Copy each line of the records below, from the first through the one that contains "use ::serde_json::value::RawValue;", exactly as written.

-*-

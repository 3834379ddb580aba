// Code generated by devtools-protogen from protocol version 1.3. DO NOT EDIT.

use super::*;

use ::std::sync::Arc;
use ::parking_lot::Mutex;
use ::serde::{Deserialize, Serialize};
use ::serde_json::value::RawValue;
use ::tracing::warn;
use devtools_protogen::runtime as rt;

#[derive(Debug, Clone, Serialize, Deserialize)]
pub struct BNode {
    #[serde(rename = "frameId")]
    pub frame_id: FrameId,
}

pub type FrameId = String;

#[derive(Debug, Clone, Serialize, Deserialize)]
pub struct Frame {
    #[serde(rename = "id")]
    pub id: FrameId,

    #[serde(rename = "parent", skip_serializing_if = "Option::is_none")]
    pub parent: Option<Box<Frame>>,

    #[serde(rename = "owner", skip_serializing_if = "Option::is_none")]
    pub owner: Option<NodeId>,
}

#[derive(Debug, Clone, Serialize, Deserialize)]
pub struct Headers {}

/// Blocking handle for `B.enable`.
pub struct BEnableCommand {
    latch: rt::Latch,
    err: Mutex<Option<rt::ProtocolError>>,
}

impl BEnableCommand {
    pub fn new() -> Arc<Self> {
        Arc::new(Self {
            latch: rt::Latch::new(),
            err: Mutex::new(None),
        })
    }

    /// Submits the command and blocks until the response is decoded.
    ///
    /// Gives up after [`rt::DEFAULT_COMMAND_TIMEOUT`].
    pub fn run(self: &Arc<Self>, transport: &dyn rt::Transport) -> Result<(), rt::ProtocolError> {
        self.run_timeout(transport, rt::DEFAULT_COMMAND_TIMEOUT)
    }

    /// Like `run`, but abandons the command after `timeout`.
    pub fn run_timeout(self: &Arc<Self>, transport: &dyn rt::Transport, timeout: ::std::time::Duration) -> Result<(), rt::ProtocolError> {
        let command = Arc::clone(self) as Arc<dyn rt::Command>;
        transport.submit(Arc::clone(&command));
        if !self.latch.wait_timeout(timeout) {
            transport.cancel(&command);
            return Err(rt::ProtocolError::timeout("B.enable", timeout));
        }
        match self.err.lock().take() {
            Some(err) => Err(err),
            None => Ok(()),
        }
    }
}

impl rt::Command for BEnableCommand {
    fn name(&self) -> &'static str {
        "B.enable"
    }

    fn params(&self) -> Result<Option<Box<RawValue>>, rt::ProtocolError> {
        Ok(None)
    }

    fn done(&self, response: Result<&RawValue, rt::ProtocolError>) {
        match response.map(|_| ()) {
            Ok(()) => {}
            Err(err) => *self.err.lock() = Some(err),
        }
        self.latch.release();
    }
}

pub fn b_enable(transport: &dyn rt::Transport) -> Result<(), rt::ProtocolError> {
    let command = BEnableCommand::new();
    command.run(transport)?;
    Ok(())
}

/// Completion callback for `B.enable`.
pub type BEnableCallback = Box<dyn FnOnce(Result<(), rt::ProtocolError>) + Send>;

/// Callback handle for `B.enable`.
pub struct AsyncBEnableCommand {
    callback: Mutex<Option<BEnableCallback>>,
}

impl AsyncBEnableCommand {
    pub fn new(callback: Option<BEnableCallback>) -> Arc<Self> {
        Arc::new(Self {
            callback: Mutex::new(callback),
        })
    }

    /// Submits the command without waiting for the response.
    pub fn submit(self: &Arc<Self>, transport: &dyn rt::Transport) {
        transport.submit(Arc::clone(self) as Arc<dyn rt::Command>);
    }
}

impl rt::Command for AsyncBEnableCommand {
    fn name(&self) -> &'static str {
        "B.enable"
    }

    fn params(&self) -> Result<Option<Box<RawValue>>, rt::ProtocolError> {
        Ok(None)
    }

    fn done(&self, response: Result<&RawValue, rt::ProtocolError>) {
        let outcome = response.map(|_| ());
        let callback = self.callback.lock().take();
        match callback {
            Some(callback) => callback(outcome),
            None => {
                if let Err(err) = outcome {
                    warn!(method = "B.enable", error = %err, "Command failed without callback");
                }
            }
        }
    }
}

/// Blocking handle for `B.secret`.
pub struct SecretCommand {
    latch: rt::Latch,
    err: Mutex<Option<rt::ProtocolError>>,
}

impl SecretCommand {
    pub fn new() -> Arc<Self> {
        Arc::new(Self {
            latch: rt::Latch::new(),
            err: Mutex::new(None),
        })
    }

    /// Submits the command and blocks until the response is decoded.
    ///
    /// Gives up after [`rt::DEFAULT_COMMAND_TIMEOUT`].
    pub fn run(self: &Arc<Self>, transport: &dyn rt::Transport) -> Result<(), rt::ProtocolError> {
        self.run_timeout(transport, rt::DEFAULT_COMMAND_TIMEOUT)
    }

    /// Like `run`, but abandons the command after `timeout`.
    pub fn run_timeout(self: &Arc<Self>, transport: &dyn rt::Transport, timeout: ::std::time::Duration) -> Result<(), rt::ProtocolError> {
        let command = Arc::clone(self) as Arc<dyn rt::Command>;
        transport.submit(Arc::clone(&command));
        if !self.latch.wait_timeout(timeout) {
            transport.cancel(&command);
            return Err(rt::ProtocolError::timeout("B.secret", timeout));
        }
        match self.err.lock().take() {
            Some(err) => Err(err),
            None => Ok(()),
        }
    }
}

impl rt::Command for SecretCommand {
    fn name(&self) -> &'static str {
        "B.secret"
    }

    fn params(&self) -> Result<Option<Box<RawValue>>, rt::ProtocolError> {
        Ok(None)
    }

    fn done(&self, response: Result<&RawValue, rt::ProtocolError>) {
        match response.map(|_| ()) {
            Ok(()) => {}
            Err(err) => *self.err.lock() = Some(err),
        }
        self.latch.release();
    }
}

/// **Experimental.**
pub fn secret(transport: &dyn rt::Transport) -> Result<(), rt::ProtocolError> {
    let command = SecretCommand::new();
    command.run(transport)?;
    Ok(())
}

/// Completion callback for `B.secret`.
pub type SecretCallback = Box<dyn FnOnce(Result<(), rt::ProtocolError>) + Send>;

/// Callback handle for `B.secret`.
pub struct AsyncSecretCommand {
    callback: Mutex<Option<SecretCallback>>,
}

impl AsyncSecretCommand {
    pub fn new(callback: Option<SecretCallback>) -> Arc<Self> {
        Arc::new(Self {
            callback: Mutex::new(callback),
        })
    }

    /// Submits the command without waiting for the response.
    pub fn submit(self: &Arc<Self>, transport: &dyn rt::Transport) {
        transport.submit(Arc::clone(self) as Arc<dyn rt::Command>);
    }
}

impl rt::Command for AsyncSecretCommand {
    fn name(&self) -> &'static str {
        "B.secret"
    }

    fn params(&self) -> Result<Option<Box<RawValue>>, rt::ProtocolError> {
        Ok(None)
    }

    fn done(&self, response: Result<&RawValue, rt::ProtocolError>) {
        let outcome = response.map(|_| ());
        let callback = self.callback.lock().take();
        match callback {
            Some(callback) => callback(outcome),
            None => {
                if let Err(err) = outcome {
                    warn!(method = "B.secret", error = %err, "Command failed without callback");
                }
            }
        }
    }
}

/// **Experimental.**
#[derive(Debug, Clone, Serialize, Deserialize)]
pub struct FrameAttachedEvent {
    #[serde(rename = "frame")]
    pub frame: Box<Frame>,
}

/// Registers `callback` for `B.frameAttached` notifications.
///
/// Payloads that fail to decode are logged and dropped.
pub fn on_frame_attached<F>(transport: &dyn rt::Transport, callback: F) where F: Fn(FrameAttachedEvent) + Send + Sync + 'static {
    transport.add_event_sink(
        "B.frameAttached",
        Box::new(move |params: &RawValue| match rt::decode::<FrameAttachedEvent>(params) {
            Ok(event) => callback(event),
            Err(err) => warn!(event = "B.frameAttached", error = %err, "Dropping malformed event"),
        }),
    );
}
//! Single-use completion latch for blocking command handles.

// ============================================================================
// Imports
// ============================================================================

use std::time::{Duration, Instant};

use parking_lot::{Condvar, Mutex};

// ============================================================================
// Latch
// ============================================================================

/// Blocks waiters until released once.
///
/// Releasing more than once has no further effect.
#[derive(Debug, Default)]
pub struct Latch {
    released: Mutex<bool>,
    cond: Condvar,
}

impl Latch {
    #[inline]
    #[must_use]
    pub fn new() -> Self {
        Self::default()
    }

    /// Opens the latch and wakes every waiter.
    pub fn release(&self) {
        let mut released = self.released.lock();
        *released = true;
        self.cond.notify_all();
    }

    /// Returns `true` once [`release`](Self::release) has been called.
    #[inline]
    #[must_use]
    pub fn is_released(&self) -> bool {
        *self.released.lock()
    }

    /// Blocks until the latch is released.
    pub fn wait(&self) {
        let mut released = self.released.lock();
        while !*released {
            self.cond.wait(&mut released);
        }
    }

    /// Blocks until the latch is released or `timeout` elapses.
    ///
    /// Returns `true` if the latch was released.
    pub fn wait_timeout(&self, timeout: Duration) -> bool {
        let deadline = Instant::now() + timeout;
        let mut released = self.released.lock();
        while !*released {
            if self.cond.wait_until(&mut released, deadline).timed_out() {
                break;
            }
        }
        *released
    }
}

// ============================================================================
// Tests
// ============================================================================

-*-

§ **TASK RESPONSE**
repository 3834379ddb580aba
// Code generated by devtools-protogen from protocol version 1.3. DO NOT EDIT.

use super::*;

use ::std::sync::Arc;
use ::parking_lot::Mutex;
use ::serde::{Deserialize, Serialize};
use ::serde_json::value::RawValue;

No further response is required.